Below, an example of Willy’s guard, and my stove pipe clad Ida Red. I think it keeps the coons and cubs out of it, and seems to deter mama bear too.
 

Attachments

  • Coon & Bear Guard 01 - Willy.jpg
    Coon & Bear Guard 01 - Willy.jpg
    428.3 KB · Views: 42
  • Coon & Bear Guard 05 - Ida red stovepipe guard.JPG
    Coon & Bear Guard 05 - Ida red stovepipe guard.JPG
    170.6 KB · Views: 42
  • 0914 - bear, trunk guard working.JPG
    0914 - bear, trunk guard working.JPG
    365.3 KB · Views: 42
100 acres of corn will severely cut down your bear issues with apple trees.
Actually wish this was true but not. Had corn fields on 3 sides of me this year probably totally 140 acres. It's not like the bears live on my land but 2 or 3 visits during prime acorn and apple time and chit gets tore up. Do that several yrs in a row and your former best trees are all busted up. Sure they will grow back good in ten yrs. Just what I wanted to wait for....
 
I personally have no interest in hunting bears. They are nothing I want to spend my time chasing. And unless you bait, the odds of one walking by are very, very low. I've thought about allowing somebody else to hunt my land during the early Sept. bear season, but it would have to be somebody I trust.
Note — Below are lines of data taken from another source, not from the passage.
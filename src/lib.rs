//! iltag is a compact, self-describing binary encoding built from tags.
//!
//! Every tag is an id plus a value. Ids and lengths are written as ILInts, a variable-length
//! unsigned integer that keeps small numbers to a single byte. The crate provides:
//!
//! - The ILInt codec, in [`varint`]
//! - The [`Tag`] trait, implemented by every tag type, including your own
//! - A catalog of standard tags: integers, floats, strings, byte arrays, big numbers, arrays
//!     of ILInts or of other tags, and tag sequences
//! - Factories, which turn ids back into tags while decoding. The [`StandardTagFactory`] knows
//!     the whole catalog, and custom factories can extend it with application ids
//! - Lenient decoding, where unknown ids are kept as [`RawTag`]s and survive a round trip
//!     untouched, or strict decoding, where they are rejected
//! - A secure mode, where raw, byte-array and big-number tags wipe their storage when dropped
//!
//! The byte layout is described in [`format`].
//!
//! # Example
//!
//! ```
//! use iltag::{Int32Tag, StandardTagFactory, StringTag, Tag, TagArrayTag, TagFactory};
//!
//! let mut array = TagArrayTag::new();
//! array.push(Box::new(Int32Tag::new(-5))).unwrap();
//! array.push(Box::new(StringTag::new("ok"))).unwrap();
//! let data = array.to_vec();
//!
//! let factory = StandardTagFactory::default();
//! let tag = factory.deserialize(&mut &data[..]).unwrap();
//! let array = tag.downcast_ref::<TagArrayTag>().unwrap();
//! assert_eq!(array[1].downcast_ref::<StringTag>().unwrap().value(), "ok");
//! ```

mod buffer;
mod catalog;
mod config;
mod error;
mod factory;
mod raw;
mod tag;

pub mod format;
pub mod id;
pub mod varint;

pub use self::buffer::TagBuffer;
pub use self::catalog::*;
pub use self::config::FactoryConfig;
pub use self::error::{Error, Result};
pub use self::factory::{
    create_standard, extract_tag_header, DecodeContext, StandardTagFactory, TagFactory,
};
pub use self::id::{StandardId, TagId};
pub use self::raw::RawTag;
pub use self::tag::{same_class, same_id, tag_eq, Tag};

/// Default limit on how deeply containers may nest while decoding. Each tag being decoded counts
/// as one level, so a top-level array holding scalars uses two.
pub const MAX_DEPTH: usize = 100;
Well you could probably find someone here. Do you have bears on your apple trees in September?
 
Well you could probably find someone here. Do you have bears on your apple trees in September?

Yes, they are in the orchards Sept. through late October. I've thought about allowing somebody in. But then they on my land and in some of my prime deer hunting areas just 3 or 4 weeks before our bow opener...I wrestle with my desire to reduce bear numbers and my desire to maintain unmolested deer habitat prior to the season.
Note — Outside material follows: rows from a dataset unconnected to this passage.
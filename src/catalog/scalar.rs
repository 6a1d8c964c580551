use crate::error::{Error, Result};
use crate::factory::DecodeContext;
use crate::id::*;
use crate::tag::{fixed_value, Tag};
use crate::varint;

/// Tag with no value at all.
#[derive(Clone, Copy, Debug, PartialEq, Eq)]
pub struct NullTag {
    id: TagId,
}

impl NullTag {
    pub fn with_id(id: TagId) -> Self {
        Self { id }
    }
}

impl Default for NullTag {
    fn default() -> Self {
        Self::with_id(TAG_NULL)
    }
}

impl Tag for NullTag {
    fn id(&self) -> TagId {
        self.id
    }

    fn value_size(&self) -> u64 {
        0
    }

    fn serialize_value(&self, _: &mut Vec<u8>) {}

    fn deserialize_value(&mut self, _: &mut DecodeContext<'_>, value: &[u8]) -> Result<()> {
        fixed_value::<0>(self.id, value)?;
        Ok(())
    }

    crate::tag_any!();
}

/// Boolean tag. Encoded as a single byte, 0 or 1.
#[derive(Clone, Copy, Debug, PartialEq, Eq)]
pub struct BoolTag {
    id: TagId,
    value: bool,
}

impl BoolTag {
    pub fn new(value: bool) -> Self {
        Self::with_id(TAG_BOOL, value)
    }

    pub fn with_id(id: TagId, value: bool) -> Self {
        Self { id, value }
    }

    pub fn value(&self) -> bool {
        self.value
    }

    pub fn set_value(&mut self, value: bool) {
        self.value = value;
    }
}

impl Default for BoolTag {
    fn default() -> Self {
        Self::new(false)
    }
}

impl Tag for BoolTag {
    fn id(&self) -> TagId {
        self.id
    }

    fn value_size(&self) -> u64 {
        1
    }

    fn serialize_value(&self, buf: &mut Vec<u8>) {
        buf.push(self.value as u8);
    }

    fn deserialize_value(&mut self, _: &mut DecodeContext<'_>, value: &[u8]) -> Result<()> {
        self.value = match fixed_value::<1>(self.id, value)? {
            [0] => false,
            [1] => true,
            [b] => {
                return Err(Error::invalid_value(
                    self.id,
                    format!("boolean byte must be 0 or 1, got {}", b),
                ))
            }
        };
        Ok(())
    }

    crate::tag_any!();
}

// Fixed-width numbers, stored big-endian.
macro_rules! number_tag {
    ($(#[$meta:meta])* $name:ident, $ty:ty, $id:expr, $size:literal) => {
        $(#[$meta])*
        #[derive(Clone, Copy, Debug, PartialEq)]
        pub struct $name {
            id: TagId,
            value: $ty,
        }

        impl $name {
            pub fn new(value: $ty) -> Self {
                Self::with_id($id, value)
            }

            pub fn with_id(id: TagId, value: $ty) -> Self {
                Self { id, value }
            }

            pub fn value(&self) -> $ty {
                self.value
            }

            pub fn set_value(&mut self, value: $ty) {
                self.value = value;
            }
        }

        impl Default for $name {
            fn default() -> Self {
                Self::new(<$ty>::default())
            }
        }

        impl Tag for $name {
            fn id(&self) -> TagId {
                self.id
            }

            fn value_size(&self) -> u64 {
                $size
            }

            fn serialize_value(&self, buf: &mut Vec<u8>) {
                buf.extend_from_slice(&self.value.to_be_bytes());
            }

            fn deserialize_value(
                &mut self,
                _: &mut DecodeContext<'_>,
                value: &[u8],
            ) -> Result<()> {
                self.value = <$ty>::from_be_bytes(fixed_value::<$size>(self.id, value)?);
                Ok(())
            }

            crate::tag_any!();
        }
    };
}

number_tag!(Int8Tag, i8, TAG_INT8, 1);
number_tag!(UInt8Tag, u8, TAG_UINT8, 1);
number_tag!(Int16Tag, i16, TAG_INT16, 2);
number_tag!(UInt16Tag, u16, TAG_UINT16, 2);
number_tag!(Int32Tag, i32, TAG_INT32, 4);
number_tag!(UInt32Tag, u32, TAG_UINT32, 4);
number_tag!(Int64Tag, i64, TAG_INT64, 8);
number_tag!(UInt64Tag, u64, TAG_UINT64, 8);
number_tag!(
    /// IEEE 754 single precision.
    Binary32Tag,
    f32,
    TAG_BINARY32,
    4
);
number_tag!(
    /// IEEE 754 double precision.
    Binary64Tag,
    f64,
    TAG_BINARY64,
    8
);

/// 128-bit value kept as opaque bytes.
#[derive(Clone, Copy, Debug, PartialEq, Eq)]
pub struct Binary128Tag {
    id: TagId,
    value: [u8; 16],
}

impl Binary128Tag {
    pub fn new(value: [u8; 16]) -> Self {
        Self::with_id(TAG_BINARY128, value)
    }

    pub fn with_id(id: TagId, value: [u8; 16]) -> Self {
        Self { id, value }
    }

    pub fn value(&self) -> &[u8; 16] {
        &self.value
    }

    pub fn set_value(&mut self, value: [u8; 16]) {
        self.value = value;
    }
}

impl Default for Binary128Tag {
    fn default() -> Self {
        Self::new([0; 16])
    }
}

impl Tag for Binary128Tag {
    fn id(&self) -> TagId {
        self.id
    }

    fn value_size(&self) -> u64 {
        16
    }

    fn serialize_value(&self, buf: &mut Vec<u8>) {
        buf.extend_from_slice(&self.value);
    }

    fn deserialize_value(&mut self, _: &mut DecodeContext<'_>, value: &[u8]) -> Result<()> {
        self.value = fixed_value::<16>(self.id, value)?;
        Ok(())
    }

    crate::tag_any!();
}

/// Unsigned 64-bit integer stored as an ILInt, so small values stay small.
#[derive(Clone, Copy, Debug, PartialEq, Eq)]
pub struct ILIntTag {
    id: TagId,
    value: u64,
}

impl ILIntTag {
    pub fn new(value: u64) -> Self {
        Self::with_id(TAG_ILINT64, value)
    }

    pub fn with_id(id: TagId, value: u64) -> Self {
        Self { id, value }
    }

    pub fn value(&self) -> u64 {
        self.value
    }

    pub fn set_value(&mut self, value: u64) {
        self.value = value;
    }
}

impl Default for ILIntTag {
    fn default() -> Self {
        Self::new(0)
    }
}

impl Tag for ILIntTag {
    fn id(&self) -> TagId {
        self.id
    }

    fn value_size(&self) -> u64 {
        varint::size(self.value) as u64
    }

    fn serialize_value(&self, buf: &mut Vec<u8>) {
        varint::encode_vec(self.value, buf);
    }

    fn deserialize_value(&mut self, _: &mut DecodeContext<'_>, value: &[u8]) -> Result<()> {
        let (v, used) = varint::decode(value)?;
        if used != value.len() {
            return Err(Error::ValueSizeMismatch {
                id: self.id,
                expected: used as u64,
                actual: value.len() as u64,
            });
        }
        self.value = v;
        Ok(())
    }

    crate::tag_any!();
}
And really, the point has become moot in the past 5, 6, 7 years or so. Not sure if it's climate change, lack of bees, a blight or a rust that blew threw...or a toxic cocktail of them all...but something is not right with the apples on my land. Hundreds of beautiful wild apples of all age classes in old orchards and along field edges have lost their vigor. They look dry and bony all summer. They stopped producing nice crops about 6 year ago. Any small handful of apples they do produce are on the ground by end of Sept. early October. I used to be able to walk into those orchards in early November and walk over a layer of apples on my way to my stand. When those gotten eaten I would then give the trees a shake and more would rain down. My nights in the stand were routinely filled by watching deer eat apples. Not anymore. I've had to totally rethink the way and places I hunt as apples are no longer a reliable food source form me early in the fall.
 
Thanks for the responses. I figured some new, high tech. device did not come out yet....lol. I actually had someone baiting a couple corners of my land this year for bear hunting, but all bear activity was after dark. Where my land is, it takes about 6-8 years to draw a bear tag. I have been applying. I will have to knock the apples off by early September next year. It seems like when the native vegetation starts to die off, they get into my apple trees each year.
 
Do you all live where there is no bear hunting?

They hunt them pretty hard around my PA farm but the bear population seems to be growing faster than the bear harvest. They have increased the hunting days for bear and opened it in early muzzleloader and archery and the numbers are still increasing where we are. I shot one several years ago and wish I had some desire to shoot another one but I don't.